**YOUR TASK:** From the records that follow, copy every line that contains the word "SwaggerUi".

**DATASET RECORDS:**
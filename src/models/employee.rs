//! Employee model

use serde::{Deserialize, Serialize};
use sqlx::FromRow;
use utoipa::ToSchema;

/// Employee record. Provisioned out of band; read-only in this system.
#[derive(Debug, Clone, Serialize, Deserialize, FromRow, ToSchema)]
pub struct Employee {
    pub id: i32,
    /// External chat identity
    pub telegram_id: i64,
    pub telegram_username: String,
    pub first_name: String,
    pub last_name: String,
    pub role: String,
    pub contact_number: String,
    pub email: String,
    /// Home location (office, department), free-form
    pub location: String,
}

impl Employee {
    pub fn full_name(&self) -> String {
        format!("{} {}", self.first_name, self.last_name)
    }
}
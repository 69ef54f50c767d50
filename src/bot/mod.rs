//! Chat gateway
//!
//! Parses incoming chat updates into typed commands and callback actions,
//! routes them through the directory and transition services, and renders
//! the replies. The chat transport itself is external: it delivers updates
//! to the webhook endpoint and renders whatever comes back.

pub mod dispatch;
pub mod parse;
pub mod render;

use serde::{Deserialize, Serialize};
use utoipa::ToSchema;

pub use dispatch::Gateway;
pub use parse::{CallbackAction, Command};

/// Incoming chat update, as delivered by the external transport.
/// Everything in here is untrusted: raw identifiers and raw strings.
#[derive(Debug, Clone, Deserialize, ToSchema)]
pub struct ChatUpdate {
    /// Chat id of the sender; doubles as the viewer identity
    pub chat_id: i64,
    pub username: Option<String>,
    /// Message text, for command updates
    pub text: Option<String>,
    /// Callback payload, for button presses
    pub callback_data: Option<String>,
}

/// One outgoing chat message
#[derive(Debug, Clone, PartialEq, Eq, Serialize, ToSchema)]
pub struct Reply {
    pub text: String,
    /// Inline keyboard rows; empty when the message has no buttons
    #[serde(skip_serializing_if = "Vec::is_empty")]
    pub keyboard: Vec<Vec<Button>>,
}

/// One inline keyboard button
#[derive(Debug, Clone, PartialEq, Eq, Serialize, ToSchema)]
pub struct Button {
    pub label: String,
    /// Callback payload sent back when the button is pressed
    pub data: String,
}

impl Reply {
    pub fn text(text: impl Into<String>) -> Self {
        Self {
            text: text.into(),
            keyboard: Vec::new(),
        }
    }

    pub fn with_keyboard(text: impl Into<String>, keyboard: Vec<Vec<Button>>) -> Self {
        Self {
            text: text.into(),
            keyboard,
        }
    }
}
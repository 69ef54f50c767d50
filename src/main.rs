//! Equiptrack Server - Equipment Inventory Tracking
//!
//! Webhook-fed bot server tracking equipment inventory and location history.

use axum::{
    routing::{get, post},
    Router,
};
use sqlx::postgres::PgPoolOptions;
use std::net::SocketAddr;
use std::sync::Arc;
use tower_http::trace::TraceLayer;
use tracing_subscriber::{layer::SubscriberExt, util::SubscriberInitExt};

use equiptrack_server::{
    api,
    bot::Gateway,
    config::AppConfig,
    repository::Repository,
    services::Services,
    AppState,
};

#[tokio::main]
async fn main() -> anyhow::Result<()> {
    // Load environment variables from .env file
    dotenvy::dotenv().ok();

    // Load configuration
    let config = AppConfig::load().expect("Failed to load configuration");

    // Initialize tracing
    let filter = tracing_subscriber::EnvFilter::try_from_default_env().unwrap_or_else(|_| {
        format!("equiptrack_server={},tower_http=debug", config.logging.level).into()
    });

    if config.logging.format == "json" {
        tracing_subscriber::registry()
            .with(filter)
            .with(tracing_subscriber::fmt::layer().json())
            .init();
    } else {
        tracing_subscriber::registry()
            .with(filter)
            .with(tracing_subscriber::fmt::layer())
            .init();
    }

    tracing::info!("Starting Equiptrack Server v{}", env!("CARGO_PKG_VERSION"));

    // Create database connection pool
    let pool = PgPoolOptions::new()
        .max_connections(config.database.max_connections)
        .min_connections(config.database.min_connections)
        .connect(&config.database.url)
        .await
        .expect("Failed to connect to database");

    tracing::info!("Connected to database");

    // Run migrations
    sqlx::migrate!("./migrations")
        .run(&pool)
        .await
        .expect("Failed to run database migrations");

    tracing::info!("Database migrations completed");

    // Save server address before moving config
    let server_host = config.server.host.clone();
    let server_port = config.server.port;

    // Create repository, services and the chat gateway
    let repository = Repository::new(pool);
    let services = Services::new(repository);
    let gateway = Gateway::new(services.clone());

    // Create application state
    let state = AppState {
        config: Arc::new(config),
        services: Arc::new(services),
        gateway: Arc::new(gateway),
    };

    // Build router
    let app = create_router(state);

    // Start server
    let addr = SocketAddr::new(server_host.parse().expect("Invalid host address"), server_port);

    tracing::info!("Server listening on http://{}", addr);

    let listener = tokio::net::TcpListener::bind(addr).await?;
    axum::serve(listener, app).await?;

    Ok(())
}

/// Create the application router with all routes
fn create_router(state: AppState) -> Router {
    // API v1 routes
    let api_v1 = Router::new()
        // Health check
        .route("/health", get(api::health::health_check))
        .route("/ready", get(api::health::readiness_check))
        // Chat updates
        .route("/webhook", post(api::webhook::receive_update))
        .with_state(state);

    // OpenAPI documentation
    let openapi = api::openapi::create_openapi_router();

    Router::new()
        .nest("/api/v1", api_v1)
        .merge(openapi)
        .layer(TraceLayer::new_for_http())
}
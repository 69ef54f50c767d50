//! Equipment repository for database operations
//!
//! Holds the two state transitions. Both run as a single transaction with
//! the equipment row locked, so concurrent transitions of the same unit
//! serialize at the database and either every write commits or none does.

use std::str::FromStr;

use sqlx::{Pool, Postgres};

use crate::{
    error::{AppError, AppResult},
    models::{
        enums::{EquipmentStatus, Location},
        equipment::{Equipment, EquipmentRow},
        movement::{EquipmentMovement, MovementRow},
    },
};

#[derive(Clone)]
pub struct EquipmentRepository {
    pool: Pool<Postgres>,
}

impl EquipmentRepository {
    pub fn new(pool: Pool<Postgres>) -> Self {
        Self { pool }
    }

    /// List all equipment
    pub async fn list(&self) -> AppResult<Vec<Equipment>> {
        let rows = sqlx::query_as::<_, EquipmentRow>("SELECT * FROM equipment ORDER BY id")
            .fetch_all(&self.pool)
            .await?;
        rows.into_iter().map(Equipment::try_from).collect()
    }

    /// List equipment that can currently be borrowed
    pub async fn list_available(&self) -> AppResult<Vec<Equipment>> {
        let rows = sqlx::query_as::<_, EquipmentRow>(
            "SELECT * FROM equipment WHERE status = $1 ORDER BY id",
        )
        .bind(EquipmentStatus::Available.as_str())
        .fetch_all(&self.pool)
        .await?;
        rows.into_iter().map(Equipment::try_from).collect()
    }

    /// List equipment assigned to the given employee
    pub async fn list_for_responsible(&self, employee_id: i32) -> AppResult<Vec<Equipment>> {
        let rows = sqlx::query_as::<_, EquipmentRow>(
            "SELECT * FROM equipment WHERE responsible_person_id = $1 ORDER BY id",
        )
        .bind(employee_id)
        .fetch_all(&self.pool)
        .await?;
        rows.into_iter().map(Equipment::try_from).collect()
    }

    /// Get equipment by ID
    pub async fn get_by_id(&self, id: i32) -> AppResult<Equipment> {
        let row = sqlx::query_as::<_, EquipmentRow>("SELECT * FROM equipment WHERE id = $1")
            .bind(id)
            .fetch_optional(&self.pool)
            .await?
            .ok_or_else(|| AppError::NotFound(format!("Equipment {} not found", id)))?;
        row.try_into()
    }

    /// Move equipment to a new location, appending a movement record.
    ///
    /// The row lock guarantees the recorded `from_location` is the state the
    /// update replaces. A same-location move is still logged. If the
    /// location update does not affect exactly one row the transaction
    /// rolls back, so a movement record never commits without its matching
    /// state change.
    pub async fn relocate(&self, id: i32, to: Location) -> AppResult<EquipmentMovement> {
        let mut tx = self.pool.begin().await?;

        let current = sqlx::query_scalar::<_, String>(
            "SELECT location FROM equipment WHERE id = $1 FOR UPDATE",
        )
        .bind(id)
        .fetch_optional(&mut *tx)
        .await?
        .ok_or_else(|| AppError::NotFound(format!("Equipment {} not found", id)))?;
        let from = Location::from_str(&current).map_err(AppError::InvalidValue)?;

        let movement = sqlx::query_as::<_, MovementRow>(
            r#"
            INSERT INTO equipment_movements (equipment_id, from_location, to_location)
            VALUES ($1, $2, $3)
            RETURNING *
            "#,
        )
        .bind(id)
        .bind(from.as_str())
        .bind(to.as_str())
        .fetch_one(&mut *tx)
        .await?;

        let updated = sqlx::query("UPDATE equipment SET location = $1 WHERE id = $2")
            .bind(to.as_str())
            .bind(id)
            .execute(&mut *tx)
            .await?;
        if updated.rows_affected() != 1 {
            return Err(AppError::UpdateFailed(format!(
                "Location update for equipment {} affected {} rows",
                id,
                updated.rows_affected()
            )));
        }

        tx.commit().await?;
        movement.try_into()
    }

    /// Change equipment availability. No movement record is written.
    pub async fn change_status(&self, id: i32, status: EquipmentStatus) -> AppResult<()> {
        let mut tx = self.pool.begin().await?;

        sqlx::query_scalar::<_, i32>("SELECT id FROM equipment WHERE id = $1 FOR UPDATE")
            .bind(id)
            .fetch_optional(&mut *tx)
            .await?
            .ok_or_else(|| AppError::NotFound(format!("Equipment {} not found", id)))?;

        let updated = sqlx::query("UPDATE equipment SET status = $1 WHERE id = $2")
            .bind(status.as_str())
            .bind(id)
            .execute(&mut *tx)
            .await?;
        if updated.rows_affected() != 1 {
            return Err(AppError::UpdateFailed(format!(
                "Status update for equipment {} affected {} rows",
                id,
                updated.rows_affected()
            )));
        }

        tx.commit().await?;
        Ok(())
    }
}
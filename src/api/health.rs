//! Health check endpoints

use axum::{extract::State, Json};
use serde::Serialize;
use utoipa::ToSchema;

use crate::{error::AppResult, AppState};

#[derive(Serialize, ToSchema)]
pub struct HealthResponse {
    /// Current status of the service
    pub status: String,
    /// Version of the service
    pub version: String,
}

/// Health check endpoint
#[utoipa::path(
    get,
    path = "/health",
    tag = "health",
    responses(
        (status = 200, description = "Service is healthy", body = HealthResponse)
    )
)]
pub async fn health_check() -> Json<HealthResponse> {
    Json(HealthResponse {
        status: "healthy".to_string(),
        version: env!("CARGO_PKG_VERSION").to_string(),
    })
}

/// Readiness check endpoint (checks database connectivity)
#[utoipa::path(
    get,
    path = "/ready",
    tag = "health",
    responses(
        (status = 200, description = "Service is ready", body = HealthResponse),
        (status = 500, description = "Database unreachable", body = crate::error::ErrorResponse)
    )
)]
pub async fn readiness_check(State(state): State<AppState>) -> AppResult<Json<HealthResponse>> {
    state.services.repository.ping().await?;
    Ok(Json(HealthResponse {
        status: "ready".to_string(),
        version: env!("CARGO_PKG_VERSION").to_string(),
    }))
}
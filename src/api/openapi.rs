//! OpenAPI documentation

use axum::Router;
use utoipa::OpenApi;
use utoipa_swagger_ui::SwaggerUi;

use crate::api::{health, webhook};

#[derive(OpenApi)]
#[openapi(
    info(
        title = "Equiptrack API",
        version = "0.1.0",
        description = "Equipment Inventory Tracking Bot Server API",
        license(name = "AGPL-3.0", url = "https://www.gnu.org/licenses/agpl-3.0.html")
    ),
    servers(
        (url = "/api/v1", description = "API v1")
    ),
    paths(
        // Health
        health::health_check,
        health::readiness_check,
        // Webhook
        webhook::receive_update,
    ),
    components(
        schemas(
            // Webhook
            crate::bot::ChatUpdate,
            crate::bot::Reply,
            crate::bot::Button,
            webhook::WebhookResponse,
            // Health
            health::HealthResponse,
            // Errors
            crate::error::ErrorResponse,
        )
    ),
    tags(
        (name = "health", description = "Health check endpoints"),
        (name = "webhook", description = "Chat update intake")
    )
)]
pub struct ApiDoc;

/// Create the OpenAPI documentation router
pub fn create_openapi_router() -> Router {
    Router::new().merge(SwaggerUi::new("/swagger-ui").url("/api-docs/openapi.json", ApiDoc::openapi()))
}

**EXERCISE OUTPUT:**
use utoipa_swagger_ui::SwaggerUi;
    Router::new().merge(SwaggerUi::new("/swagger-ui").url("/api-docs/openapi.json", ApiDoc::openapi()))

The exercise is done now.